Grid-based Infrastructure and Distributed Data Mining for Virtual Observatories
Abstract
Data access as well as analysis of geographically distributed data sets are challenges common to a wide variety of fields. To address this problem, we have been working on the development of two pieces of technology: a grid-based software called IDDAT that supports processing and remote data analysis of widely distributed data and RemoteMiner which is a parallel, distributed data mining software. IDDAT and RemoteMiner work seamlessly and provide the necessary backend functionalities hidden from the user. The user accesses the system through a single web portal where data selection is performed and data mining functions are planned. The data mining functions are prepared for execution by IDDat services. Preparation can include moving data to the processing location via services built over Storage Resource Broker (SRB), preprocessing data, and allocating computation and storage resources. IDDat services also initiate and monitor data mining functions and provide services to allow the results to be shared among other users. In this presentation, we illustrate a general user workflow and the provided functionalities.

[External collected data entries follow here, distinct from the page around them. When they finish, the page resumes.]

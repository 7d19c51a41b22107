//! Optimizers for stockcast model training.
//!
//! This crate provides the optimization algorithms the forecaster accepts by
//! name. Each optimizer implements the [`Optimizer`] trait and updates a flat
//! parameter slice in place from a gradient slice.
//!
//! # Available Optimizers
//!
//! - [`Sgd`] - Stochastic Gradient Descent
//! - [`Adam`] - Adaptive Moment Estimation
//! - [`Rmsprop`] - Root Mean Square Propagation
//!
//! # Example
//!
//! ```
//! use stockcast_optimizer::{Optimizer, Sgd, OptimizerConfig};
//!
//! let config = OptimizerConfig::Sgd { learning_rate: 0.01 };
//! let mut optimizer = Sgd::new(config).unwrap();
//!
//! let mut params = vec![1.0, 2.0, 3.0];
//! let gradients = vec![0.1, 0.2, 0.3];
//!
//! optimizer.apply_gradients(&mut params, &gradients);
//! assert!(params[0] < 1.0);
//! ```

use serde::{Deserialize, Serialize};
use thiserror::Error;

mod adam;
mod rmsprop;
mod sgd;

pub use adam::Adam;
pub use rmsprop::Rmsprop;
pub use sgd::Sgd;

/// Errors that can occur when working with optimizers.
#[derive(Debug, Error)]
pub enum OptimizerError {
    /// Configuration type does not match the optimizer type.
    #[error("Config mismatch: expected {expected}, got {got}")]
    ConfigMismatch {
        /// The optimizer type the constructor expected.
        expected: String,
        /// The configuration variant that was provided.
        got: String,
    },

    /// The optimizer name is not one of the supported tokens.
    #[error("Unknown optimizer: {0}")]
    UnknownOptimizer(String),
}

/// Configuration for different optimizer types.
#[derive(Debug, Clone, Serialize, Deserialize)]
pub enum OptimizerConfig {
    /// Stochastic Gradient Descent configuration.
    Sgd {
        /// Learning rate for gradient updates.
        learning_rate: f32,
    },

    /// Adam configuration.
    Adam {
        /// Learning rate for gradient updates.
        learning_rate: f32,
        /// Exponential decay rate for first moment estimates.
        beta1: f32,
        /// Exponential decay rate for second moment estimates.
        beta2: f32,
        /// Small constant for numerical stability.
        epsilon: f32,
    },

    /// RMSprop configuration.
    Rmsprop {
        /// Learning rate for gradient updates.
        learning_rate: f32,
        /// Decay rate for the moving average of squared gradients.
        decay: f32,
        /// Small constant for numerical stability.
        epsilon: f32,
    },
}

impl OptimizerConfig {
    /// Returns the name of the optimizer type.
    pub fn name(&self) -> &'static str {
        match self {
            OptimizerConfig::Sgd { .. } => "Sgd",
            OptimizerConfig::Adam { .. } => "Adam",
            OptimizerConfig::Rmsprop { .. } => "Rmsprop",
        }
    }

    /// Returns the learning rate for the optimizer.
    pub fn learning_rate(&self) -> f32 {
        match self {
            OptimizerConfig::Sgd { learning_rate } => *learning_rate,
            OptimizerConfig::Adam { learning_rate, .. } => *learning_rate,
            OptimizerConfig::Rmsprop { learning_rate, .. } => *learning_rate,
        }
    }

    /// Resolves an optimizer-name token to a configuration with standard
    /// defaults, at the given learning rate.
    ///
    /// Names are matched case-insensitively against the supported set
    /// `{"sgd", "adam", "rmsprop"}`.
    ///
    /// # Errors
    ///
    /// Returns [`OptimizerError::UnknownOptimizer`] for any other name.
    ///
    /// # Example
    ///
    /// ```
    /// use stockcast_optimizer::OptimizerConfig;
    ///
    /// let config = OptimizerConfig::for_name("adam", 0.001).unwrap();
    /// assert_eq!(config.name(), "Adam");
    /// assert!(OptimizerConfig::for_name("adamax", 0.001).is_err());
    /// ```
    pub fn for_name(name: &str, learning_rate: f32) -> Result<Self, OptimizerError> {
        match name.to_lowercase().as_str() {
            "sgd" => Ok(OptimizerConfig::Sgd { learning_rate }),
            "adam" => Ok(OptimizerConfig::Adam {
                learning_rate,
                beta1: 0.9,
                beta2: 0.999,
                epsilon: 1e-8,
            }),
            "rmsprop" => Ok(OptimizerConfig::Rmsprop {
                learning_rate,
                decay: 0.9,
                epsilon: 1e-8,
            }),
            _ => Err(OptimizerError::UnknownOptimizer(name.to_string())),
        }
    }
}

/// Trait for parameter optimizers.
///
/// Optimizers are responsible for updating parameter vectors based on
/// computed gradients. State (moment estimates, accumulators) grows lazily
/// to the parameter length on first use.
pub trait Optimizer: Sized {
    /// Creates a new optimizer from the given configuration.
    ///
    /// # Errors
    ///
    /// Returns [`OptimizerError::ConfigMismatch`] if the configuration type
    /// does not match the optimizer type.
    fn new(config: OptimizerConfig) -> Result<Self, OptimizerError>;

    /// Applies gradients to update the parameter vector in place.
    ///
    /// # Panics
    ///
    /// May panic if `params` and `gradients` have different lengths.
    fn apply_gradients(&mut self, params: &mut [f32], gradients: &[f32]);

    /// Returns a reference to the optimizer's configuration.
    fn config(&self) -> &OptimizerConfig;
}

/// Dynamic dispatch version of the Optimizer trait.
///
/// This trait enables using optimizers as trait objects when the concrete
/// type is chosen at runtime from a name token.
pub trait OptimizerDyn: Send {
    /// Applies gradients to update the parameter vector in place.
    fn apply_gradients(&mut self, params: &mut [f32], gradients: &[f32]);

    /// Returns a reference to the optimizer's configuration.
    fn config(&self) -> &OptimizerConfig;
}

impl<T: Optimizer + Send> OptimizerDyn for T {
    fn apply_gradients(&mut self, params: &mut [f32], gradients: &[f32]) {
        Optimizer::apply_gradients(self, params, gradients)
    }

    fn config(&self) -> &OptimizerConfig {
        Optimizer::config(self)
    }
}

/// Creates an optimizer from the given configuration.
///
/// # Example
///
/// ```
/// use stockcast_optimizer::{create_optimizer, OptimizerConfig};
///
/// let config = OptimizerConfig::for_name("adam", 0.001).unwrap();
/// let mut optimizer = create_optimizer(config);
/// let mut params = vec![1.0];
/// optimizer.apply_gradients(&mut params, &[0.5]);
/// ```
pub fn create_optimizer(config: OptimizerConfig) -> Box<dyn OptimizerDyn> {
    match &config {
        OptimizerConfig::Sgd { .. } => Box::new(Sgd::new(config).unwrap()),
        OptimizerConfig::Adam { .. } => Box::new(Adam::new(config).unwrap()),
        OptimizerConfig::Rmsprop { .. } => Box::new(Rmsprop::new(config).unwrap()),
    }
}
//! Recurrent layer wrapper.
//!
//! This module provides the [`Recurrent`] layer, which drives a recurrent
//! cell over a `[batch, time, features]` sequence. With `return_sequences`
//! the layer emits the hidden state at every time step (required to feed a
//! stacked recurrent layer); otherwise it emits only the final step.
//!
//! The bidirectional variant runs an LSTM pair over opposite time directions
//! and concatenates their hidden states, doubling the output width.

use serde::{Deserialize, Serialize};

use crate::activation::Activation;
use crate::error::LayerError;
use crate::gru::GruCell;
use crate::layer::Layer;
use crate::lstm::LstmCell;
use crate::simple_rnn::SimpleRnnCell;
use crate::tensor::Tensor;

/// The cell driven by a [`Recurrent`] layer.
#[derive(Debug, Clone, Serialize, Deserialize)]
pub enum RecurrentCell {
    /// Long Short-Term Memory cell
    Lstm(LstmCell),
    /// Gated Recurrent Unit cell
    Gru(GruCell),
    /// Elman RNN cell
    SimpleRnn(SimpleRnnCell),
    /// Forward/backward LSTM pair with concat merge
    BidirectionalLstm {
        /// Cell consuming the sequence in time order
        forward: LstmCell,
        /// Cell consuming the sequence in reverse
        backward: LstmCell,
    },
}

/// A recurrent layer over a `[batch, time, features]` sequence.
///
/// # Example
///
/// ```
/// use stockcast_layers::activation::Activation;
/// use stockcast_layers::layer::Layer;
/// use stockcast_layers::recurrent::Recurrent;
/// use stockcast_layers::tensor::Tensor;
///
/// let layer = Recurrent::lstm(1, 8, Activation::Tanh, false, 42);
/// let input = Tensor::zeros(&[2, 10, 1]); // batch=2, 10 steps, 1 feature
/// let output = layer.forward(&input).unwrap();
/// assert_eq!(output.shape(), &[2, 8]);
/// ```
#[derive(Debug, Clone, Serialize, Deserialize)]
pub struct Recurrent {
    cell: RecurrentCell,
    input_size: usize,
    units: usize,
    activation: Activation,
    return_sequences: bool,
}

impl Recurrent {
    /// Creates an LSTM layer.
    pub fn lstm(
        input_size: usize,
        units: usize,
        activation: Activation,
        return_sequences: bool,
        seed: u64,
    ) -> Self {
        Self {
            cell: RecurrentCell::Lstm(LstmCell::new(input_size, units, seed)),
            input_size,
            units,
            activation,
            return_sequences,
        }
    }

    /// Creates a GRU layer.
    pub fn gru(
        input_size: usize,
        units: usize,
        activation: Activation,
        return_sequences: bool,
        seed: u64,
    ) -> Self {
        Self {
            cell: RecurrentCell::Gru(GruCell::new(input_size, units, seed)),
            input_size,
            units,
            activation,
            return_sequences,
        }
    }

    /// Creates a simple (Elman) RNN layer.
    pub fn simple_rnn(
        input_size: usize,
        units: usize,
        activation: Activation,
        return_sequences: bool,
        seed: u64,
    ) -> Self {
        Self {
            cell: RecurrentCell::SimpleRnn(SimpleRnnCell::new(input_size, units, seed)),
            input_size,
            units,
            activation,
            return_sequences,
        }
    }

    /// Creates a bidirectional LSTM layer with concat merge.
    pub fn bidirectional_lstm(
        input_size: usize,
        units: usize,
        activation: Activation,
        return_sequences: bool,
        seed: u64,
    ) -> Self {
        Self {
            cell: RecurrentCell::BidirectionalLstm {
                forward: LstmCell::new(input_size, units, seed),
                backward: LstmCell::new(input_size, units, seed ^ 0xb1d1),
            },
            input_size,
            units,
            activation,
            return_sequences,
        }
    }

    /// Returns the per-direction hidden width.
    pub fn units(&self) -> usize {
        self.units
    }

    /// Returns the width of the layer's output features: `units`, doubled
    /// for the bidirectional variant.
    pub fn output_size(&self) -> usize {
        match self.cell {
            RecurrentCell::BidirectionalLstm { .. } => self.units * 2,
            _ => self.units,
        }
    }

    /// Whether the layer emits the full sequence of hidden states.
    pub fn return_sequences(&self) -> bool {
        self.return_sequences
    }

    /// Returns the layer's activation.
    pub fn activation(&self) -> Activation {
        self.activation
    }

    /// Runs one direction of a cell over the sequence, returning the hidden
    /// state at every time step.
    fn run_direction(&self, input: &Tensor, cell_states: CellRun<'_>, reverse: bool) -> Vec<Tensor> {
        let time = input.shape()[1];
        let batch = input.shape()[0];
        let mut outputs: Vec<Tensor> = Vec::with_capacity(time);

        let order: Box<dyn Iterator<Item = usize>> = if reverse {
            Box::new((0..time).rev())
        } else {
            Box::new(0..time)
        };

        match cell_states {
            CellRun::Lstm(cell) => {
                let (mut h, mut c) = cell.init_state(batch);
                for t in order {
                    let x_t = input.step(t);
                    let (h_next, c_next) = cell.forward_step(&x_t, &h, &c, self.activation);
                    h = h_next;
                    c = c_next;
                    outputs.push(h.clone());
                }
            }
            CellRun::Gru(cell) => {
                let mut h = cell.init_state(batch);
                for t in order {
                    let x_t = input.step(t);
                    h = cell.forward_step(&x_t, &h, self.activation);
                    outputs.push(h.clone());
                }
            }
            CellRun::SimpleRnn(cell) => {
                let mut h = cell.init_state(batch);
                for t in order {
                    let x_t = input.step(t);
                    h = cell.forward_step(&x_t, &h, self.activation);
                    outputs.push(h.clone());
                }
            }
        }

        if reverse {
            // Re-align so index t holds the state produced at original step t
            outputs.reverse();
        }
        outputs
    }

    /// Stacks per-step `[batch, width]` tensors into `[batch, time, width]`.
    fn stack_steps(steps: &[Tensor]) -> Tensor {
        let time = steps.len();
        let batch = steps[0].shape()[0];
        let width = steps[0].shape()[1];

        let mut data = vec![0.0; batch * time * width];
        for (t, step) in steps.iter().enumerate() {
            for b in 0..batch {
                let dst = b * time * width + t * width;
                let src = b * width;
                data[dst..dst + width].copy_from_slice(&step.data()[src..src + width]);
            }
        }
        Tensor::from_data(&[batch, time, width], data)
    }
}

/// Borrowed view of the concrete cell for a single directional run.
enum CellRun<'a> {
    Lstm(&'a LstmCell),
    Gru(&'a GruCell),
    SimpleRnn(&'a SimpleRnnCell),
}

impl Layer for Recurrent {
    fn forward(&self, input: &Tensor) -> Result<Tensor, LayerError> {
        if input.ndim() != 3 {
            return Err(LayerError::ShapeMismatch {
                expected: vec![0, 0, self.input_size],
                actual: input.shape().to_vec(),
            });
        }
        if input.shape()[2] != self.input_size {
            return Err(LayerError::InvalidInputDimension {
                expected: self.input_size,
                actual: input.shape()[2],
            });
        }
        if input.shape()[1] == 0 {
            return Err(LayerError::ForwardError {
                message: "Recurrent layer requires at least one time step".to_string(),
            });
        }

        if let RecurrentCell::BidirectionalLstm { forward, backward } = &self.cell {
            let fwd = self.run_direction(input, CellRun::Lstm(forward), false);
            let bwd = self.run_direction(input, CellRun::Lstm(backward), true);

            if self.return_sequences {
                let steps: Vec<Tensor> = fwd
                    .iter()
                    .zip(bwd.iter())
                    .map(|(f, b)| f.concat_features(b))
                    .collect();
                return Ok(Self::stack_steps(&steps));
            }
            // The backward cell finishes at original step 0: its final state
            // sits at aligned index 0 after the re-alignment in run_direction.
            return Ok(fwd[fwd.len() - 1].concat_features(&bwd[0]));
        }

        let steps = match &self.cell {
            RecurrentCell::Lstm(cell) => self.run_direction(input, CellRun::Lstm(cell), false),
            RecurrentCell::Gru(cell) => self.run_direction(input, CellRun::Gru(cell), false),
            RecurrentCell::SimpleRnn(cell) => {
                self.run_direction(input, CellRun::SimpleRnn(cell), false)
            }
            RecurrentCell::BidirectionalLstm { .. } => unreachable!(),
        };

        if self.return_sequences {
            Ok(Self::stack_steps(&steps))
        } else {
            Ok(steps[steps.len() - 1].clone())
        }
    }

    fn parameters(&self) -> Vec<&Tensor> {
        match &self.cell {
            RecurrentCell::Lstm(cell) => cell.parameters(),
            RecurrentCell::Gru(cell) => cell.parameters(),
            RecurrentCell::SimpleRnn(cell) => cell.parameters(),
            RecurrentCell::BidirectionalLstm { forward, backward } => {
                let mut params = forward.parameters();
                params.extend(backward.parameters());
                params
            }
        }
    }

    fn parameters_mut(&mut self) -> Vec<&mut Tensor> {
        match &mut self.cell {
            RecurrentCell::Lstm(cell) => cell.parameters_mut(),
            RecurrentCell::Gru(cell) => cell.parameters_mut(),
            RecurrentCell::SimpleRnn(cell) => cell.parameters_mut(),
            RecurrentCell::BidirectionalLstm { forward, backward } => {
                let mut params = forward.parameters_mut();
                params.extend(backward.parameters_mut());
                params
            }
        }
    }

    fn name(&self) -> &str {
        match self.cell {
            RecurrentCell::Lstm(_) => "LSTM",
            RecurrentCell::Gru(_) => "GRU",
            RecurrentCell::SimpleRnn(_) => "SimpleRNN",
            RecurrentCell::BidirectionalLstm { .. } => "Bidirectional",
        }
    }
}

#[cfg(test)]
mod tests {
    use super::*;

    fn sequence(batch: usize, time: usize, features: usize) -> Tensor {
        let numel = batch * time * features;
        let data: Vec<f32> = (0..numel).map(|i| (i as f32 * 0.1).sin()).collect();
        Tensor::from_data(&[batch, time, features], data)
    }

    #[test]
    fn test_lstm_final_step_shape() {
        let layer = Recurrent::lstm(2, 8, Activation::Tanh, false, 42);
        let output = layer.forward(&sequence(3, 5, 2)).unwrap();
        assert_eq!(output.shape(), &[3, 8]);
    }

    #[test]
    fn test_lstm_sequence_shape() {
        let layer = Recurrent::lstm(2, 8, Activation::Tanh, true, 42);
        let output = layer.forward(&sequence(3, 5, 2)).unwrap();
        assert_eq!(output.shape(), &[3, 5, 8]);
    }

    #[test]
    fn test_gru_and_simple_rnn_shapes() {
        for layer in [
            Recurrent::gru(2, 6, Activation::Tanh, false, 1),
            Recurrent::simple_rnn(2, 6, Activation::Tanh, false, 1),
        ] {
            let output = layer.forward(&sequence(2, 4, 2)).unwrap();
            assert_eq!(output.shape(), &[2, 6]);
        }
    }

    #[test]
    fn test_bidirectional_doubles_width() {
        let layer = Recurrent::bidirectional_lstm(2, 8, Activation::Tanh, false, 42);
        assert_eq!(layer.output_size(), 16);

        let output = layer.forward(&sequence(3, 5, 2)).unwrap();
        assert_eq!(output.shape(), &[3, 16]);

        let seq_layer = Recurrent::bidirectional_lstm(2, 8, Activation::Tanh, true, 42);
        let output = seq_layer.forward(&sequence(3, 5, 2)).unwrap();
        assert_eq!(output.shape(), &[3, 5, 16]);
    }

    #[test]
    fn test_rejects_wrong_feature_width() {
        let layer = Recurrent::lstm(2, 8, Activation::Tanh, false, 42);
        let err = layer.forward(&sequence(3, 5, 4)).unwrap_err();
        assert!(matches!(
            err,
            LayerError::InvalidInputDimension { expected: 2, actual: 4 }
        ));
    }

    #[test]
    fn test_rejects_non_sequence_input() {
        let layer = Recurrent::lstm(2, 8, Activation::Tanh, false, 42);
        let err = layer.forward(&Tensor::zeros(&[3, 2])).unwrap_err();
        assert!(matches!(err, LayerError::ShapeMismatch { .. }));
    }

    #[test]
    fn test_sequence_last_step_matches_final_state() {
        let seq_layer = Recurrent::lstm(1, 4, Activation::Tanh, true, 9);
        let fin_layer = Recurrent::lstm(1, 4, Activation::Tanh, false, 9);
        let input = sequence(2, 6, 1);

        let seq = seq_layer.forward(&input).unwrap();
        let fin = fin_layer.forward(&input).unwrap();

        let last = seq.step(5);
        assert_eq!(last.data(), fin.data());
    }

    #[test]
    fn test_parameters_aggregate() {
        let layer = Recurrent::bidirectional_lstm(2, 4, Activation::Tanh, false, 42);
        assert_eq!(layer.parameters().len(), 24); // two LSTM cells
    }
}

We will also provide an overview of the technical issues and design features such as storage scheduling, efficient network traffic management and resource selection.
- Publication:
-
AGU Fall Meeting Abstracts
- Pub Date:
- December 2006
- Bibcode:
- 2006AGUFMSM21A0256K
- Keywords:
-
- 0520 Data analysis: algorithms and implementation;
- 0525 Data management;
- 0555 Neural networks;
- fuzzy logic;
- machine learning;
- 2100 INTERPLANETARY PHYSICS;
- 7500 SOLAR PHYSICS;
- ASTROPHYSICS;
- AND ASTRONOMY